La pandemia ha lasciato un chiaro segno sul mondo del lavoro. Fino a qualche anno fa, per la maggior parte delle persone, il lavoro da casa poteva sembrare un’utopia, o qualcosa di talmente diverso dal tradizionale, da non essere visto di buon occhio. Lo smart working è entrato nelle nostre case, agevolando la vita di molti, permettendo ad alcuni di non perdere il lavoro e ad altri di trovarne uno. I benefeci apportati dallo smart working sono sicuramente innegabili, anche se questa modalità di lavoro non può essere applicata indistintamente a ogni settore. Se pensiamo alla scuola, ad esempio, possiamo dire che la DAD ha eroicamente salvato l’istruzione di milioni di giovani. Ma la distanza, in ambito scolastico e in una fascia d’età in cui il contatto, visivo, fisico, mentale accompagna il nostro percorso di crescita, non è un’opzione praticabile per troppo tempo. Perciò potremmo, in genarle, vedere il lavoro da casa come un potenziamento, come un’opportunità in più da sfruttare quando se ne ha bisogno. Per quanto lo smart working possa sembrare comodo e rivoluzionario, in due anni di pandemia, sono state raccolte molte testimonianze di persone che faticavano a sostenerlo costantemente. Dovremmo riflettere, infatti, sul luogo in cui lo smart working fa la sua comparsa. Non si parla solo della propria casa, ma della propria vita privata. Si ha l’errata sensazione che la persona seduta dietro lo schermo sia sempre disponibile e l’orario lavorativo sembra non avere mai fine, sconfinando, a tutti gli effetti, in una zona della nostra vita che dovrebbe essere “sacra”, la propria casa, il proprio tempo privato. Uscire fisicamente dal luogo di lavoro, attualmente, veicola un messaggio più forte di un offline sulla chat di Teams. Serve perciò un cambio di atteggiamento, dato che ci si sta approcciando a qualcosa di nuovo. E come un tempo sono stati definiti dei confini nei luoghi di lavoro, a tutela di diritti fondamentali, anche per lo smart working, o per qualsiasi tipo di attività svolta a distanza, è necessario rielaborare e riadattare quei confini in modo che non alterino la libertà di gestire la propria vita.
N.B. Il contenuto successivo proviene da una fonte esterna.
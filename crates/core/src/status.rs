//! Status and priority vocabularies for users, tasks and HR employee records.
//!
//! Values are stored as text in the database; the check constraints in the
//! migrations mirror the lists below.

use crate::error::CoreError;

// ---------------------------------------------------------------------------
// User status
// ---------------------------------------------------------------------------

pub const USER_STATUS_ACTIVE: &str = "Active";
pub const USER_STATUS_ABSENT: &str = "Absent";
pub const USER_STATUS_ON_LEAVE: &str = "On Leave";

/// All valid user status values.
pub const VALID_USER_STATUSES: &[&str] =
    &[USER_STATUS_ACTIVE, USER_STATUS_ABSENT, USER_STATUS_ON_LEAVE];

// ---------------------------------------------------------------------------
// Task status / priority
// ---------------------------------------------------------------------------

pub const TASK_STATUS_TODO: &str = "Todo";
pub const TASK_STATUS_IN_PROGRESS: &str = "In Progress";
pub const TASK_STATUS_DONE: &str = "Done";
pub const TASK_STATUS_PENDING: &str = "Pending";
pub const TASK_STATUS_COMPLETED: &str = "Completed";

/// All valid task status values.
pub const VALID_TASK_STATUSES: &[&str] = &[
    TASK_STATUS_TODO,
    TASK_STATUS_IN_PROGRESS,
    TASK_STATUS_DONE,
    TASK_STATUS_PENDING,
    TASK_STATUS_COMPLETED,
];

pub const TASK_PRIORITY_LOW: &str = "Low";
pub const TASK_PRIORITY_MEDIUM: &str = "Medium";
pub const TASK_PRIORITY_HIGH: &str = "High";

/// All valid task priority values.
pub const VALID_TASK_PRIORITIES: &[&str] =
    &[TASK_PRIORITY_LOW, TASK_PRIORITY_MEDIUM, TASK_PRIORITY_HIGH];

/// Maximum length of a task title.
pub const MAX_TASK_TITLE_LENGTH: usize = 256;

// ---------------------------------------------------------------------------
// HR employee records
// ---------------------------------------------------------------------------

pub const EMPLOYEE_ROLE_CHEF: &str = "Chef";
pub const EMPLOYEE_ROLE_EMPLOYEE: &str = "Employee";

/// All valid HR employee role values.
pub const VALID_EMPLOYEE_ROLES: &[&str] = &[EMPLOYEE_ROLE_CHEF, EMPLOYEE_ROLE_EMPLOYEE];

pub const EMPLOYEE_STATUS_ACTIVE: &str = "Active";
pub const EMPLOYEE_STATUS_ABSENT: &str = "Absent";

/// All valid HR employee status values.
pub const VALID_EMPLOYEE_STATUSES: &[&str] = &[EMPLOYEE_STATUS_ACTIVE, EMPLOYEE_STATUS_ABSENT];

// ---------------------------------------------------------------------------
// Messages
// ---------------------------------------------------------------------------

/// Maximum length of a chat message.
pub const MAX_MESSAGE_LENGTH: usize = 2_000;

// ---------------------------------------------------------------------------
// Validation
// ---------------------------------------------------------------------------

fn validate_one_of(kind: &str, value: &str, allowed: &[&str]) -> Result<(), CoreError> {
    if allowed.contains(&value) {
        Ok(())
    } else {
        Err(CoreError::Validation(format!(
            "Invalid {kind} '{value}'. Must be one of: {}",
            allowed.join(", ")
        )))
    }
}

pub fn validate_user_status(status: &str) -> Result<(), CoreError> {
    validate_one_of("user status", status, VALID_USER_STATUSES)
}

pub fn validate_task_status(status: &str) -> Result<(), CoreError> {
    validate_one_of("task status", status, VALID_TASK_STATUSES)
}

pub fn validate_task_priority(priority: &str) -> Result<(), CoreError> {
    validate_one_of("task priority", priority, VALID_TASK_PRIORITIES)
}

pub fn validate_employee_role(role: &str) -> Result<(), CoreError> {
    validate_one_of("employee role", role, VALID_EMPLOYEE_ROLES)
}

pub fn validate_employee_status(status: &str) -> Result<(), CoreError> {
    validate_one_of("employee status", status, VALID_EMPLOYEE_STATUSES)
}

/// Validate a task title: non-blank and at most [`MAX_TASK_TITLE_LENGTH`] characters.
pub fn validate_task_title(title: &str) -> Result<(), CoreError> {
    if title.trim().is_empty() {
        return Err(CoreError::Validation("Task title must not be empty".into()));
    }
    if title.chars().count() > MAX_TASK_TITLE_LENGTH {
        return Err(CoreError::Validation(format!(
            "Task title exceeds maximum length of {MAX_TASK_TITLE_LENGTH} characters"
        )));
    }
    Ok(())
}

/// Validate chat message content: non-blank and at most [`MAX_MESSAGE_LENGTH`] characters.
pub fn validate_message_content(content: &str) -> Result<(), CoreError> {
    if content.trim().is_empty() {
        return Err(CoreError::Validation("Message must not be empty".into()));
    }
    if content.chars().count() > MAX_MESSAGE_LENGTH {
        return Err(CoreError::Validation(format!(
            "Message exceeds maximum length of {MAX_MESSAGE_LENGTH} characters"
        )));
    }
    Ok(())
}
Parlare dei “problemi” di questo processo, non vuol dire essere restii alla digitalizzazione. Ogni novità, ogni cambiamento, richiede adattamento e valutazione attenta dei benefici, ma anche dei costi che porta con sé. La digitalizzazione apre le porte a opportunità infinite, crea tanti altri micro mondi che, se gestiti con attenzione, possono aiutarci a migliorare il mondo in cui viviamo. L’obiettivo della digitalizzazione è proprio questo: poter migliorare la vita delle persone e, per quanto sia difficile, nel modo più uguale per tutti. Nel mese di Gennaio un ospite di Marsica Sharing ci ha parlato del tema della memoria. La memoria del nostro territorio, ricca di storie, che vanno ricordate e scoperte. Quanto potrebbe essere d’aiuto la digitalizzazione nel tutelare un tipo di memoria così unica e fragile? Ma non solo, digitalizzare il patrimonio di fonti conservate negli archivi, potrebbe dare la possibilità a molte più persone di accedervi, magari di appassionarsi, o scoprire un territorio e delle tradizioni che, in questo caso, la distanza non permette di conoscere. Se la memoria umana è fonte di conoscenza, la memoria digitale è, invece, bacino di conservazione: garantirebbe la possibilità di tramandare sempre più informazioni, abbassando in modo significativo l’eventualità che vadano perse.

Non siamo ancora in grado di fare un bilancio accurato sui pro e i contro della digitalizzazione ma, quanto detto in questo mese, ci ha fornito gli strumenti utili per riflettere su come affrontare questo processo irreversibile. Non dobbiamo lasciarci trasportare dagli eventi ma essere parte attiva del cambiamento.